[FFmpeg-devel] [PATCH] avfilter/avf_showcqt: cqt_calc optimization on x86
James Almer
jamrial at gmail.com
Tue Jun 7 05:36:03 CEST 2016
On 6/4/2016 4:36 AM, Muhammad Faiz wrote:
> benchmark on x86_64
> cqt_time:
> plain = 3.292 s
> SSE = 1.640 s
> SSE3 = 1.631 s
> AVX = 1.395 s
> FMA3 = 1.271 s
> FMA4 = not available
Try using the START_TIMER and STOP_TIMER macros to wrap the s->cqt_calc
call in libavfilter/avf_showcqt.c
It will potentially give more accurate results than the current
UPDATE_TIME(s->cqt_time) check.
>
> untested on x86_32
Do you have a sample command to test this? As Michael said FATE doesn't
cover showcqt.
>
> Signed-off-by: Muhammad Faiz <mfcc64 at gmail.com>
> ---
> libavfilter/avf_showcqt.c | 7 ++
> libavfilter/avf_showcqt.h | 3 +
> libavfilter/x86/Makefile | 2 +
> libavfilter/x86/avf_showcqt.asm | 206 +++++++++++++++++++++++++++++++++++++
> libavfilter/x86/avf_showcqt_init.c | 63 ++++++++++++
> 5 files changed, 281 insertions(+)
> create mode 100644 libavfilter/x86/avf_showcqt.asm
> create mode 100644 libavfilter/x86/avf_showcqt_init.c
>
> diff --git a/libavfilter/avf_showcqt.c b/libavfilter/avf_showcqt.c
> index b88c83c..62d5b09 100644
> --- a/libavfilter/avf_showcqt.c
> +++ b/libavfilter/avf_showcqt.c
> @@ -320,6 +320,9 @@ static int init_cqt(ShowCQTContext *s)

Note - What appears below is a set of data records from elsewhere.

impl<P: Protocol> Inner<P> {
    fn current_state(&self) -> SessionState {
        *self.state.borrow()
    }

    fn set_state(&self, next: SessionState) {
        let previous = self.state.send_replace(next);
        if previous != next {
            tracing::debug!(
                session_id = %self.session_id,
                provider = self.protocol.label(),
                from = previous.as_str(),
                to = next.as_str(),
                "Voice session state change"
            );
        }
    }

    fn push_frame(&self, frame: String) -> bool {
        match self.outbound.lock().as_ref() {
            Some(tx) => tx.send(WsMessage::text(frame)).is_ok(),
            None => false,
        }
    }

    /// Open the socket and send setup. Caller holds `connect_lock`.
    async fn open(inner: &Arc<Self>) -> Result<(), VoiceError> {
        inner.set_state(SessionState::Connecting);
        let attempt = inner.connection_attempts.fetch_add(1, Ordering::SeqCst) + 1;

        let prepared = inner
            .protocol
            .request()
            .and_then(|request| Ok((request, inner.protocol.setup_message()?)));
        let (request, setup) = match prepared {
            Ok(v) => v,
            Err(e) => {
                inner.set_state(SessionState::Disconnected);
                return Err(e);
            }
        };

        tracing::info!(
            session_id = %inner.session_id,
            provider = inner.protocol.label(),
            attempt,
            "Connecting to voice provider"
        );

        let ws_stream = match tokio_tungstenite::connect_async(request).await {
            Ok((ws_stream, _response)) => ws_stream,
            Err(e) => {
                inner.set_state(SessionState::Disconnected);
                return Err(VoiceError::Connection(format!(
                    "failed to connect to {}: {e}",
                    inner.protocol.label()
                )));
            }
        };

        if inner.closed.load(Ordering::SeqCst) {
            drop(ws_stream);
            inner.set_state(SessionState::Closed);
            return Err(VoiceError::Closed);
        }

        let (mut ws_sender, ws_receiver) = ws_stream.split();
        tracing::debug!(session_id = %inner.session_id, setup = %setup, "Sending setup message");
        if let Err(e) = ws_sender.send(WsMessage::text(setup)).await {
            inner.set_state(SessionState::Disconnected);
            return Err(VoiceError::Connection(format!(
                "failed to send setup message: {e}"
            )));
        }

        let (outbound_tx, outbound_rx) = mpsc::unbounded_channel::<WsMessage>();
        let generation = inner.generation.fetch_add(1, Ordering::SeqCst) + 1;
        *inner.outbound.lock() = Some(outbound_tx);

        let sid_out = inner.session_id.clone();
        tokio::spawn(async move {
            Self::outbound_loop(outbound_rx, ws_sender, sid_out).await;
        });

        let inner_in = Arc::clone(inner);
        tokio::spawn(async move {
            Self::inbound_loop(inner_in, generation, ws_receiver).await;
        });

        Ok(())
    }

    // ── Internal loops ────────────────────────────────────────────

    /// Outbound loop: forward queued frames to the socket.
    async fn outbound_loop(
        mut rx: mpsc::UnboundedReceiver<WsMessage>,
        mut ws_sender: SplitSink<WsStream, WsMessage>,
        session_id: String,
    ) {
        while let Some(msg) = rx.recv().await {
            let is_close = matches!(msg, WsMessage::Close(_));
            if let Err(e) = ws_sender.send(msg).await {
                tracing::warn!(
                    session_id = %session_id,
                    error = %e,
                    "WebSocket send failed, closing outbound loop"
                );
                break;
            }
            if is_close {
                break;
            }
        }
        let _ = ws_sender.close().await;
        tracing::debug!(session_id = %session_id, "Outbound loop terminated");
    }

    /// Inbound loop: parse frames and publish events until the socket ends.
    async fn inbound_loop(
        inner: Arc<Self>,
        generation: u64,
        mut ws_receiver: SplitStream<WsStream>,
    ) {
        let reason = loop {
            let next = tokio::select! {
                () = inner.cancel.cancelled() => break "cancelled".to_string(),
                next = ws_receiver.next() => next,
            };
            match next {
                None => break "stream ended".to_string(),
                Some(Ok(WsMessage::Text(text))) => inner.handle_text(text.as_str()),
                Some(Ok(WsMessage::Binary(data))) => {
                    if data.is_empty() {
                        continue;
                    }
                    // Gemini Live sends JSON in Binary frames.
                    if data.first() == Some(&b'{') {
                        if let Ok(text) = std::str::from_utf8(&data) {
                            inner.handle_text(text);
                            continue;
                        }
                    }
                    tracing::warn!(
                        session_id = %inner.session_id,
                        len = data.len(),
                        "Unexpected non-JSON binary frame, skipping"
                    );
                }
                Some(Ok(WsMessage::Close(frame))) => {
                    break format!("closed by provider: {frame:?}");
                }
                Some(Ok(WsMessage::Ping(_) | WsMessage::Pong(_) | WsMessage::Frame(_))) => {
                    // Handled by tungstenite automatically
                }
                Some(Err(e)) => break format!("websocket error: {e}"),
            }
        };

        tracing::debug!(session_id = %inner.session_id, reason = %reason, "Inbound loop terminated");
        Self::on_transport_closed(&inner, generation, &reason);
    }

    fn handle_text(&self, text: &str) {
        let events = match self.protocol.parse_server_message(text) {
            Ok(events) => events,
            Err(e) => {
                let preview: String = text.chars().take(120).collect();
                tracing::warn!(
                    session_id = %self.session_id,
                    error = %e,
                    preview = %preview,
                    "Discarding malformed provider message"
                );
                return;
            }
        };

        for event in events {
            match &event {
                VoiceEvent::SetupComplete => self.mark_ready(),
                VoiceEvent::Audio(chunk) => {
                    let n = self.audio_received.fetch_add(1, Ordering::Relaxed) + 1;
                    if n == 1 || n.is_multiple_of(50) {
                        tracing::info!(
                            session_id = %self.session_id,
                            audio_n = n,
                            samples = chunk.sample_count(),
                            "⬇ Provider audio"
                        );
                    }
                }
                VoiceEvent::Error { code, message } => {
                    tracing::warn!(
                        session_id = %self.session_id,
                        provider = self.protocol.label(),
                        code = code.as_deref().unwrap_or("-"),
                        error = %message,
                        "Provider reported an error"
                    );
                }
                _ => {}
            }
            self.hub.publish(event);
        }
    }

    fn mark_ready(&self) {
        if self.closed.load(Ordering::SeqCst) {
            return;
        }
        if self.current_state() != SessionState::Ready {
            tracing::info!(
                session_id = %self.session_id,
                provider = self.protocol.label(),
                "Voice session ready; streaming audio"
            );
        }
        self.set_state(SessionState::Ready);
        self.reconnect_attempt.store(0, Ordering::SeqCst);

        let held = self.held.lock().drain();
        if !held.is_empty() {
            tracing::info!(
                session_id = %self.session_id,
                chunks = held.len(),
                "Flushing audio held while not ready"
            );
        }
        for (chunk, mime) in held {
            if self.push_frame(self.protocol.audio_message(&chunk, mime.as_deref())) {
                self.audio_sent.fetch_add(1, Ordering::Relaxed);
            }
        }
    }

    fn on_transport_closed(inner: &Arc<Self>, generation: u64, reason: &str) {
        if inner.generation.load(Ordering::SeqCst) != generation {
            return;
        }
        inner.outbound.lock().take();

        if inner.closed.load(Ordering::SeqCst) {
            inner.set_state(SessionState::Closed);
            return;
        }

        tracing::warn!(
            session_id = %inner.session_id,
            provider = inner.protocol.label(),
            reason = %reason,
            "Voice provider connection lost"
        );
        inner.set_state(SessionState::Disconnected);
        inner.hub.publish(VoiceEvent::Disconnected { intentional: false });
        inner.hub.publish(VoiceEvent::Error {
            code: Some("connection_lost".into()),
            message: reason.to_string(),
        });

        if inner.protocol.reconnects_on_drop() {
            tokio::spawn(Self::reconnect_loop(Arc::clone(inner)));
        }
    }

    /// Retry until a socket opens or the client is closed. Boxed so the
    /// open -> inbound loop -> reconnect cycle has a nameable future type.
    fn reconnect_loop(inner: Arc<Self>) -> Pin<Box<dyn Future<Output = ()> + Send>> {
        Box::pin(async move {
            loop {
                if inner.closed.load(Ordering::SeqCst) {
                    return;
                }
                let attempt = inner.reconnect_attempt.fetch_add(1, Ordering::SeqCst) + 1;
                let delay = inner.reconnect.delay_for(attempt);
                tracing::info!(
                    session_id = %inner.session_id,
                    attempt,
                    delay_ms = u64::try_from(delay.as_millis()).unwrap_or(u64::MAX),
                    "Scheduling voice provider reconnect"
                );

                tokio::select! {
                    () = inner.cancel.cancelled() => return,
                    () = tokio::time::sleep(delay) => {}
                }
                if inner.closed.load(Ordering::SeqCst) {
                    return;
                }

                let _guard = inner.connect_lock.lock().await;
                if inner.closed.load(Ordering::SeqCst) {
                    return;
                }
                if matches!(
                    inner.current_state(),
                    SessionState::Connecting | SessionState::Ready
                ) {
                    return;
                }
                match Self::open(&inner).await {
                    Ok(()) => return,
                    Err(e) => {
                        tracing::warn!(
                            session_id = %inner.session_id,
                            attempt,
                            error = %e,
                            "Reconnect attempt failed"
                        );
                        inner.hub.publish(VoiceEvent::Error {
                            code: Some("reconnect_failed".into()),
                            message: e.to_string(),
                        });
                    }
                }
            }
        })
    }
}
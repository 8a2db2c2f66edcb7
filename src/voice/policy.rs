//! Reconnect backoff and outage handling for provider sessions.

use std::time::Duration;

use serde::{Deserialize, Serialize};

/// Hard ceiling for any reconnect delay.
pub const MAX_RECONNECT_DELAY: Duration = Duration::from_secs(30);

/// Linear backoff: `base * attempt`, capped at `max` (itself capped at 30s).
#[derive(Debug, Clone, Copy, PartialEq, Eq, Serialize, Deserialize)]
pub struct ReconnectPolicy {
    #[serde(default = "default_base_delay_ms")]
    pub base_delay_ms: u64,
    #[serde(default = "default_max_delay_ms")]
    pub max_delay_ms: u64,
}

fn default_base_delay_ms() -> u64 {
    1000
}

fn default_max_delay_ms() -> u64 {
    30_000
}

impl Default for ReconnectPolicy {
    fn default() -> Self {
        Self {
            base_delay_ms: default_base_delay_ms(),
            max_delay_ms: default_max_delay_ms(),
        }
    }
}

impl ReconnectPolicy {
    pub fn new(base: Duration, max: Duration) -> Self {
        Self {
            base_delay_ms: u64::try_from(base.as_millis()).unwrap_or(u64::MAX),
            max_delay_ms: u64::try_from(max.as_millis()).unwrap_or(u64::MAX),
        }
    }

    /// Delay before reconnect attempt number `attempt` (1-based).
    pub fn delay_for(&self, attempt: u32) -> Duration {
        let cap = Duration::from_millis(self.max_delay_ms).min(MAX_RECONNECT_DELAY);
        let linear = self
            .base_delay_ms
            .saturating_mul(u64::from(attempt.max(1)));
        Duration::from_millis(linear).min(cap)
    }
}

/// What happens to outbound audio while the session is not `Ready`
/// (before the first handshake completes, and during reconnect windows).
#[derive(Debug, Clone, Copy, PartialEq, Eq, Default, Serialize, Deserialize)]
#[serde(rename_all = "snake_case")]
pub enum OutagePolicy {
    /// Warn and drop. The provider has no replay across sessions.
    #[default]
    Drop,
    /// Hold up to N chunks (oldest kept) and flush them in order on the
    /// next `Ready`.
    Buffer(usize),
}

impl OutagePolicy {
    pub fn capacity(self) -> usize {
        match self {
            Self::Drop => 0,
            Self::Buffer(n) => n,
        }
    }
}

> w *= sign * (1.0 / s->fft_len);
> s->coeffs[m].val[x - s->coeffs[m].start] = w;
> }
> +
> + if (s->permute_coeffs)
> + s->permute_coeffs(s->coeffs[m].val, s->coeffs[m].len);
> }
>
> av_expr_free(expr);
> @@ -1230,6 +1233,7 @@ static int config_output(AVFilterLink *outlink)
>
> s->cqt_align = 1;
> s->cqt_calc = cqt_calc;
> + s->permute_coeffs = NULL;
> s->draw_sono = draw_sono;
> if (s->format == AV_PIX_FMT_RGB24) {
> s->draw_bar = draw_bar_rgb;
> @@ -1241,6 +1245,9 @@ static int config_output(AVFilterLink *outlink)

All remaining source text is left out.